Monday, October 12, 2009

School Lunch, Truman Didn't Know of Cheese Sticks

In signing the 1946, President Harry S Truman signed The National School Lunch Act and said at that time,

"Nothing is more important in our national life than the welfare of our children, and proper nourishment comes first in attaining this welfare."



If you are thinking about how hungry you are then you aren't thinking about math and reading. It's a fact. When your blood sugar drops, your stomach starts grumbling, fatigue sets in, that is not the best time to try to learn something new.



As a country we value this idea so we all got behind the school lunch program but now those good intentions are full of empty calories, canned fruit, sodium laden vegetables and a fryolator.

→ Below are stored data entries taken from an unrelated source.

//! # Challan Commands
//!
//! Ingesting stock-in records, filtering by vendor, and choosing which
//! pending challans go onto the next bill.
//!
//! ## Selection Flow
//! ```text
//! ┌─────────────────────────────────────────────────────────────────────────┐
//! │  ingest_challan ──► select_vendor ──► get_pending_challans              │
//! │                                              │                          │
//! │                                    toggle_challan (one per click)       │
//! │                                              │                          │
//! │                                              ▼                          │
//! │                                     selected challan ids ──► build_bill │
//! └─────────────────────────────────────────────────────────────────────────┘
//! ```

use serde::{Deserialize, Serialize};
use tracing::{debug, info};

use challan_core::{Challan, ChallanProduct, CoreError, Money, StockInRecord};

use crate::error::ApiError;
use crate::state::BookState;

/// Pending challans for the selected vendor, with the current selection.
#[derive(Debug, Clone, Serialize, Deserialize)]
#[serde(rename_all = "camelCase")]
pub struct PendingView {
    pub vendor_id: Option<String>,
    pub challans: Vec<Challan>,
    pub selected_challan_ids: Vec<String>,
    /// Σ unpaid amount over the listed challans.
    pub outstanding: Money,
}

/// A selected challan product together with where it came from.
#[derive(Debug, Clone, Serialize, Deserialize)]
#[serde(rename_all = "camelCase")]
pub struct SelectedProduct {
    pub challan_id: String,
    pub challan_no: String,
    pub product: ChallanProduct,
}

/// Adds a stock-in record to the book as a pending challan.
pub fn ingest_challan(book: &BookState, record: StockInRecord) -> Result<Challan, ApiError> {
    debug!(challan_id = %record.id, vendor_id = %record.vendor_id, "ingest_challan command");

    let challan = book.with_book_mut(|b| b.ingest_challan(record).cloned())?;

    info!(
        challan_id = %challan.id,
        lines = challan.products.len(),
        total = %challan.total_amount,
        "Challan ingested"
    );
    Ok(challan)
}

/// Sets (or clears) the selected vendor. Any challan selection is dropped.
pub fn select_vendor(book: &BookState, vendor_id: Option<String>) -> PendingView {
    debug!(vendor_id = ?vendor_id, "select_vendor command");
    book.with_book_mut(|b| b.select_vendor(vendor_id.as_deref()));
    get_pending_challans(book)
}

/// Gets the selected vendor's pending challans. Empty while no vendor is selected.
pub fn get_pending_challans(book: &BookState) -> PendingView {
    debug!("get_pending_challans command");
    book.with_book(|b| {
        let challans: Vec<Challan> = b.pending_challans().into_iter().cloned().collect();
        PendingView {
            vendor_id: b.selected_vendor().map(str::to_string),
            outstanding: challans.iter().map(Challan::outstanding).sum(),
            selected_challan_ids: b.selected_challans().to_vec(),
            challans,
        }
    })
}

/// Replaces every challan in the book, e.g. from a saved session.
///
/// ## Returns
/// The pending view re-derived from the new list
pub fn set_challans(book: &BookState, challans: Vec<Challan>) -> Result<PendingView, ApiError> {
    debug!(count = challans.len(), "set_challans command");
    book.with_book_mut(|b| b.set_challans(challans))?;

    let view = get_pending_challans(book);
    info!(
        count = book.with_book(|b| b.challans().len()),
        pending = view.challans.len(),
        "Challans loaded"
    );
    Ok(view)
}

/// Lists every challan in the book regardless of status.
pub fn list_challans(book: &BookState) -> Vec<Challan> {
    debug!("list_challans command");
    book.with_book(|b| b.challans().to_vec())
}

/// Gets one challan by ID.
pub fn get_challan(book: &BookState, challan_id: &str) -> Result<Challan, ApiError> {
    debug!(challan_id = %challan_id, "get_challan command");
    Ok(book.with_book(|b| b.challan(challan_id).cloned())?)
}

/// Flips a challan in or out of the selection.
///
/// ## Returns
/// The selected challan IDs after the flip
pub fn toggle_challan(book: &BookState, challan_id: &str) -> Result<Vec<String>, ApiError> {
    debug!(challan_id = %challan_id, "toggle_challan command");
    book.with_book_mut(|b| {
        let selected = b.toggle_challan_selection(challan_id)?;
        debug!(challan_id = %challan_id, selected, "Challan selection toggled");
        Ok(b.selected_challans().to_vec())
    })
}

/// Adds a challan to the selection. Selecting twice is a no-op.
pub fn select_challan(book: &BookState, challan_id: &str) -> Result<Vec<String>, ApiError> {
    debug!(challan_id = %challan_id, "select_challan command");
    book.with_book_mut(|b| {
        b.select_challan(challan_id)?;
        Ok(b.selected_challans().to_vec())
    })
}

/// Removes a challan from the selection.
pub fn deselect_challan(book: &BookState, challan_id: &str) -> Vec<String> {
    debug!(challan_id = %challan_id, "deselect_challan command");
    book.with_book_mut(|b| {
        b.deselect_challan(challan_id);
        b.selected_challans().to_vec()
    })
}

/// Empties the challan selection.
pub fn clear_selection(book: &BookState) {
    debug!("clear_selection command");
    book.with_book_mut(|b| b.clear_challan_selection());
}

/// Cancels a pending challan; it leaves the pending view for good.
pub fn cancel_challan(book: &BookState, challan_id: &str) -> Result<Challan, ApiError> {
    debug!(challan_id = %challan_id, "cancel_challan command");
    let challan = book.with_book_mut(|b| {
        b.cancel_challan(challan_id)?;
        b.challan(challan_id).cloned()
    })?;
    info!(challan_id = %challan_id, "Challan cancelled");
    Ok(challan)
}

/// Ticks or unticks one product line on a challan.
pub fn set_product_selected(
    book: &BookState,
    challan_id: &str,
    product_id: &str,
    is_selected: bool,
) -> Result<ChallanProduct, ApiError> {
    debug!(
        challan_id = %challan_id,
        product_id = %product_id,
        is_selected,
        "set_product_selected command"
    );
    Ok(book.with_book_mut(|b| {
        b.set_product_selected(challan_id, product_id, is_selected)?;
        b.challan(challan_id)?
            .product(product_id)
            .cloned()
            .ok_or_else(|| CoreError::ChallanProductNotFound {
                challan_id: challan_id.to_string(),
                product_id: product_id.to_string(),
            })
    })?)
}

/// Every ticked product line, in book order.
pub fn get_selected_products(book: &BookState) -> Vec<SelectedProduct> {
    debug!("get_selected_products command");
    book.with_book(|b| {
        b.selected_products()
            .into_iter()
            .map(|(challan, product)| SelectedProduct {
                challan_id: challan.id.clone(),
                challan_no: challan.challan_no.clone(),
                product: product.clone(),
            })
            .collect()
    })
}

This week my youngest son could have eaten Fried Cheese sticks, a mayonnaise laden chicken salad sandwich, served with canned sweet potatoes & canned apples and canned blueberries with whipped cream. He did not buy lunch that day. Instead I sent him to school with a Boars Head Honey Ham and American Cheese sandwich on whole wheat bread (no crusts, he's not that good!). A box of organic apple juice, a honey crisp apple, a small bag of chocolate Teddy Grahams and a strawberry yogurt. The lunch box came home full of wrappers and a couple of lonely Teddy Grahams. When he walked home from the bus he came in the door happy and ready for a snack, but not cranky because he was famished. I know fried cheese sticks wouldn't have gotten him through the afternoon math quiz.

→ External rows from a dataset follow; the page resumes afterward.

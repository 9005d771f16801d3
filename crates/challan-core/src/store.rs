//! # Challan Store
//!
//! Source of truth for delivery challans and the vendor-scoped pending view.
//!
//! ## One List, One Derived View
//! ```text
//! ┌─────────────────────────────────────────────────────────────────────────┐
//! │                         ChallanBook                                     │
//! │                                                                         │
//! │  challans: Vec<Challan>  ◄── every write lands here, nowhere else       │
//! │       │                                                                 │
//! │       │  filter(vendor_id == selected_vendor && status == Pending)      │
//! │       ▼                                                                 │
//! │  pending_challans()      ◄── recomputed on every read                   │
//! │                                                                         │
//! │  selected_vendor: Option<String>                                        │
//! │  selected_challans: Vec<String>   (cleared whenever the vendor changes) │
//! │  current_bill: Option<PurchaseBill>          → bill.rs                  │
//! │  ledger / payment_history                    → ledger.rs                │
//! └─────────────────────────────────────────────────────────────────────────┘
//! ```
//!
//! Because the pending view is a projection rather than a second copy, a
//! payment or selection change made through one list can never be missing
//! from the other.

use std::collections::HashSet;

use chrono::Utc;

use crate::error::{CoreError, CoreResult, ValidationError};
use crate::money::Money;
use crate::types::{
    BillingPolicy, Challan, ChallanProduct, ChallanStatus, LedgerEntry, PaymentHistory,
    PurchaseBill, StockInRecord,
};
use crate::validation::{validate_id, validate_stock_in};

/// In-memory state of the purchase workflow.
///
/// Single-writer: every operation runs to completion before the next one
/// observes state. Share it behind a mutex when several callers need it.
#[derive(Debug, Clone, Default)]
pub struct ChallanBook {
    pub(crate) policy: BillingPolicy,
    pub(crate) challans: Vec<Challan>,
    pub(crate) selected_vendor: Option<String>,
    pub(crate) selected_challans: Vec<String>,
    pub(crate) current_bill: Option<PurchaseBill>,
    /// Newest first.
    pub(crate) payment_history: Vec<PaymentHistory>,
    /// Oldest first, append-only.
    pub(crate) ledger: Vec<LedgerEntry>,
}

impl ChallanBook {
    /// Creates an empty book with the given billing rules.
    pub fn new(policy: BillingPolicy) -> Self {
        ChallanBook {
            policy,
            ..Default::default()
        }
    }

    pub fn policy(&self) -> &BillingPolicy {
        &self.policy
    }

    // =========================================================================
    // Ingestion
    // =========================================================================

    /// Converts a stock-in record into a pending challan.
    ///
    /// ## Conversion
    /// - Each line gets the line's GST rate, or the policy default (18%)
    /// - `sgst = cgst = total_price × (gst_rate / 2) / 100`
    /// - Aggregates are computed once here and never re-derived
    ///
    /// ## Errors
    /// - `Validation` for malformed records
    /// - `DuplicateChallan` if the ID is already in the book
    /// - `TotalMismatch` if the declared total differs from Σ line totals
    pub fn ingest_challan(&mut self, record: StockInRecord) -> CoreResult<&Challan> {
        validate_stock_in(&record)?;

        if self.challans.iter().any(|c| c.id == record.id) {
            return Err(CoreError::DuplicateChallan(record.id));
        }

        let products: Vec<ChallanProduct> = record
            .products
            .iter()
            .map(|line| ChallanProduct::from_stock_in(line, self.policy.default_gst_rate))
            .collect();

        let total_amount: Money = products.iter().map(|p| p.total_price).sum();
        if total_amount != record.total_amount {
            return Err(CoreError::TotalMismatch {
                challan_id: record.id,
                declared: record.total_amount,
                computed: total_amount,
            });
        }
        let total_gst: Money = products.iter().map(|p| p.sgst + p.cgst).sum();

        let now = Utc::now();
        self.challans.push(Challan {
            id: record.id,
            challan_no: record.challan_no,
            challan_date: record.challan_date,
            vendor_id: record.vendor_id,
            vendor_name: record.vendor_name,
            vendor_address: record.vendor_address,
            vendor_contact: record.vendor_contact,
            vendor_gst_no: record.vendor_gst_no,
            transport_name: record.transport_name,
            transport_no: record.transport_no,
            transport_charges: record.transport_charges,
            status: ChallanStatus::Pending,
            products,
            total_amount,
            taxable_amount: total_amount,
            total_gst,
            created_at: now,
            updated_at: now,
        });

        // Just pushed, so the list is non-empty.
        Ok(&self.challans[self.challans.len() - 1])
    }

    // =========================================================================
    // Hydration
    // =========================================================================

    /// Replaces every challan at once, e.g. when a saved session is loaded.
    ///
    /// Challans are taken as they are: statuses, payment fields and
    /// aggregates are not re-derived.
    ///
    /// ## Effects
    /// - The pending view follows the new list
    /// - Selected challans that are gone, no longer pending, or belong to
    ///   another vendor leave the selection
    /// - A draft bill whose challans or lines no longer resolve is discarded;
    ///   otherwise its lines pick up the new payment state
    ///
    /// ## Errors
    /// - `Validation` for an empty challan or vendor ID, or a product repeated
    ///   on one challan
    /// - `DuplicateChallan` if two challans share an ID
    ///
    /// Nothing changes on error.
    pub fn set_challans(&mut self, challans: Vec<Challan>) -> CoreResult<()> {
        let mut seen = HashSet::new();
        for challan in &challans {
            validate_id("id", &challan.id)?;
            validate_id("vendor_id", &challan.vendor_id)?;
            if !seen.insert(challan.id.as_str()) {
                return Err(CoreError::DuplicateChallan(challan.id.clone()));
            }

            let mut products = HashSet::new();
            for product in &challan.products {
                if !products.insert(product.product_id.as_str()) {
                    return Err(ValidationError::Duplicate {
                        field: "product_id".to_string(),
                        value: product.product_id.clone(),
                    }
                    .into());
                }
            }
        }

        self.challans = challans;

        let challans = &self.challans;
        let vendor = self.selected_vendor.as_deref();
        self.selected_challans.retain(|id| {
            challans.iter().any(|c| {
                &c.id == id && c.is_pending() && vendor.map_or(true, |v| c.vendor_id == v)
            })
        });

        let stale = self
            .current_bill
            .as_ref()
            .is_some_and(|bill| self.check_draft_sources(bill).is_err());
        if stale {
            self.current_bill = None;
        } else {
            self.sync_all_draft_lines();
        }

        Ok(())
    }

    // =========================================================================
    // Lookups
    // =========================================================================

    /// Every challan, in ingestion order.
    pub fn challans(&self) -> &[Challan] {
        &self.challans
    }

    pub fn challan(&self, challan_id: &str) -> CoreResult<&Challan> {
        self.challans
            .iter()
            .find(|c| c.id == challan_id)
            .ok_or_else(|| CoreError::ChallanNotFound(challan_id.to_string()))
    }

    pub(crate) fn challan_mut(&mut self, challan_id: &str) -> CoreResult<&mut Challan> {
        self.challans
            .iter_mut()
            .find(|c| c.id == challan_id)
            .ok_or_else(|| CoreError::ChallanNotFound(challan_id.to_string()))
    }

    pub(crate) fn challan_product_mut(
        &mut self,
        challan_id: &str,
        product_id: &str,
    ) -> CoreResult<&mut ChallanProduct> {
        self.challan_mut(challan_id)?
            .product_mut(product_id)
            .ok_or_else(|| CoreError::ChallanProductNotFound {
                challan_id: challan_id.to_string(),
                product_id: product_id.to_string(),
            })
    }

    // =========================================================================
    // Vendor Scope
    // =========================================================================

    /// Sets the vendor whose pending challans are in view.
    ///
    /// Always clears the in-progress challan selection, even when the same
    /// vendor is selected again. `None` empties the pending view.
    pub fn select_vendor(&mut self, vendor_id: Option<&str>) {
        self.selected_vendor = vendor_id.map(str::to_string);
        self.selected_challans.clear();
    }

    pub fn selected_vendor(&self) -> Option<&str> {
        self.selected_vendor.as_deref()
    }

    /// Pending challans of the selected vendor, in ingestion order.
    pub fn pending_challans(&self) -> Vec<&Challan> {
        match self.selected_vendor.as_deref() {
            Some(vendor_id) => self
                .challans
                .iter()
                .filter(|c| c.is_pending_for(vendor_id))
                .collect(),
            None => Vec::new(),
        }
    }

    // =========================================================================
    // Challan Selection
    // =========================================================================

    /// Adds a challan to the consolidation set. Idempotent.
    ///
    /// ## Errors
    /// - `ChallanNotFound` for unknown IDs
    /// - `ChallanNotPending` for processed or cancelled challans
    /// - `CrossVendorBill` when a vendor is selected and the challan is not theirs
    pub fn select_challan(&mut self, challan_id: &str) -> CoreResult<()> {
        let challan = self.challan(challan_id)?;

        if !challan.is_pending() {
            return Err(CoreError::ChallanNotPending {
                challan_id: challan_id.to_string(),
                status: challan.status,
            });
        }

        if let Some(vendor_id) = self.selected_vendor.as_deref() {
            if challan.vendor_id != vendor_id {
                return Err(CoreError::CrossVendorBill {
                    challan_id: challan_id.to_string(),
                    expected: vendor_id.to_string(),
                    actual: challan.vendor_id.clone(),
                });
            }
        }

        if !self.selected_challans.iter().any(|id| id == challan_id) {
            self.selected_challans.push(challan_id.to_string());
        }
        Ok(())
    }

    /// Removes a challan from the consolidation set. Unselected IDs are ignored.
    pub fn deselect_challan(&mut self, challan_id: &str) {
        self.selected_challans.retain(|id| id != challan_id);
    }

    /// Flips a challan's membership in the consolidation set.
    ///
    /// Returns whether the challan is selected afterwards.
    pub fn toggle_challan_selection(&mut self, challan_id: &str) -> CoreResult<bool> {
        if self.selected_challans.iter().any(|id| id == challan_id) {
            self.deselect_challan(challan_id);
            Ok(false)
        } else {
            self.select_challan(challan_id)?;
            Ok(true)
        }
    }

    pub fn clear_challan_selection(&mut self) {
        self.selected_challans.clear();
    }

    /// Challan IDs chosen for consolidation, in selection order.
    pub fn selected_challans(&self) -> &[String] {
        &self.selected_challans
    }

    // =========================================================================
    // Status Transitions
    // =========================================================================

    /// Flips pending challans to `Processed`.
    ///
    /// All-or-nothing: every ID is checked before any challan changes.
    pub fn mark_processed(&mut self, challan_ids: &[String]) -> CoreResult<()> {
        for id in challan_ids {
            let challan = self.challan(id)?;
            if !challan.is_pending() {
                return Err(CoreError::ChallanNotPending {
                    challan_id: id.clone(),
                    status: challan.status,
                });
            }
        }

        for challan in self
            .challans
            .iter_mut()
            .filter(|c| challan_ids.contains(&c.id))
        {
            challan.status = ChallanStatus::Processed;
            challan.touch();
        }
        self.selected_challans.retain(|id| !challan_ids.contains(id));

        Ok(())
    }

    /// Withdraws a pending challan. Processed and cancelled challans are final.
    pub fn cancel_challan(&mut self, challan_id: &str) -> CoreResult<()> {
        let challan = self.challan_mut(challan_id)?;

        if challan.status.is_terminal() {
            return Err(CoreError::InvalidChallanStatus {
                challan_id: challan_id.to_string(),
                status: challan.status,
            });
        }

        challan.status = ChallanStatus::Cancelled;
        challan.touch();
        self.deselect_challan(challan_id);

        Ok(())
    }
}

// =============================================================================
// Unit Tests
// =============================================================================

I have three kids in three different schools, and a husband who works in an industrial park with one busy restaurant. That's four different lunch menus everyday. Nine times out of ten the youngest brings his lunch. The middle one always brings a lunch and the oldest goes to a school with a salad bar. My husaband doesn't like to wait in lines (for anything) so he brings a lunch. Actually he brings the equivalent of three lunches.

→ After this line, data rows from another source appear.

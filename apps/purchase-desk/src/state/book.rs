//! # Book State
//!
//! The one `ChallanBook` shared by every command.
//!
//! ## Thread Safety
//! Wrapped in `Arc<Mutex<T>>`: every command reads or mutates the book, and
//! the core expects a single writer. Commands hold the lock only for the
//! duration of one core call and clone what they return.
//!
//! ```text
//! ┌─────────────────────────────────────────────────────────────────────────┐
//! │  Command                      Lock            Core call                 │
//! │  ───────                      ────            ─────────                 │
//! │  get_pending_challans() ───► with_book ─────► pending_challans()        │
//! │  build_bill() ─────────────► with_book_mut ─► build_bill(request)       │
//! │  apply_partial_payment() ──► with_book_mut ─► apply_partial_payment()   │
//! └─────────────────────────────────────────────────────────────────────────┘
//! ```

use std::sync::{Arc, Mutex};

use challan_core::{BillingPolicy, ChallanBook};

/// Shared handle to the challan book.
#[derive(Debug, Clone)]
pub struct BookState {
    book: Arc<Mutex<ChallanBook>>,
}

impl BookState {
    /// Creates an empty book with the given billing rules.
    pub fn new(policy: BillingPolicy) -> Self {
        BookState {
            book: Arc::new(Mutex::new(ChallanBook::new(policy))),
        }
    }

    /// Executes a function with read access to the book.
    ///
    /// ## Usage
    /// ```rust,ignore
    /// let pending = book_state.with_book(|book| book.pending_challans().len());
    /// ```
    pub fn with_book<F, R>(&self, f: F) -> R
    where
        F: FnOnce(&ChallanBook) -> R,
    {
        let book = self.book.lock().expect("Book mutex poisoned");
        f(&book)
    }

    /// Executes a function with write access to the book.
    ///
    /// ## Usage
    /// ```rust,ignore
    /// book_state.with_book_mut(|book| book.submit_bill())?;
    /// ```
    pub fn with_book_mut<F, R>(&self, f: F) -> R
    where
        F: FnOnce(&mut ChallanBook) -> R,
    {
        let mut book = self.book.lock().expect("Book mutex poisoned");
        f(&mut book)
    }
}

impl Default for BookState {
    fn default() -> Self {
        Self::new(BillingPolicy::default())
    }
}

When I see the school menus on the web-sites my first thought is "whomever planned this menu doesn't like food" and my second thought is "why are the standard so low?"



The National School Lunch Program is available in 99% of public schools, and about 30 million schoolchildren took part in 2007 at a federal cost of $8.7 billion. The breakfast program is available in about 85% of schools and serves more than 10 million children each day. Nutrition standards for school meals have not been updated since 1995.The committee said its recommendations reflected the 2005 federal dietary guidelines for Americans.



The guidlines need updating but in the mean time we need to serve our families healthier food.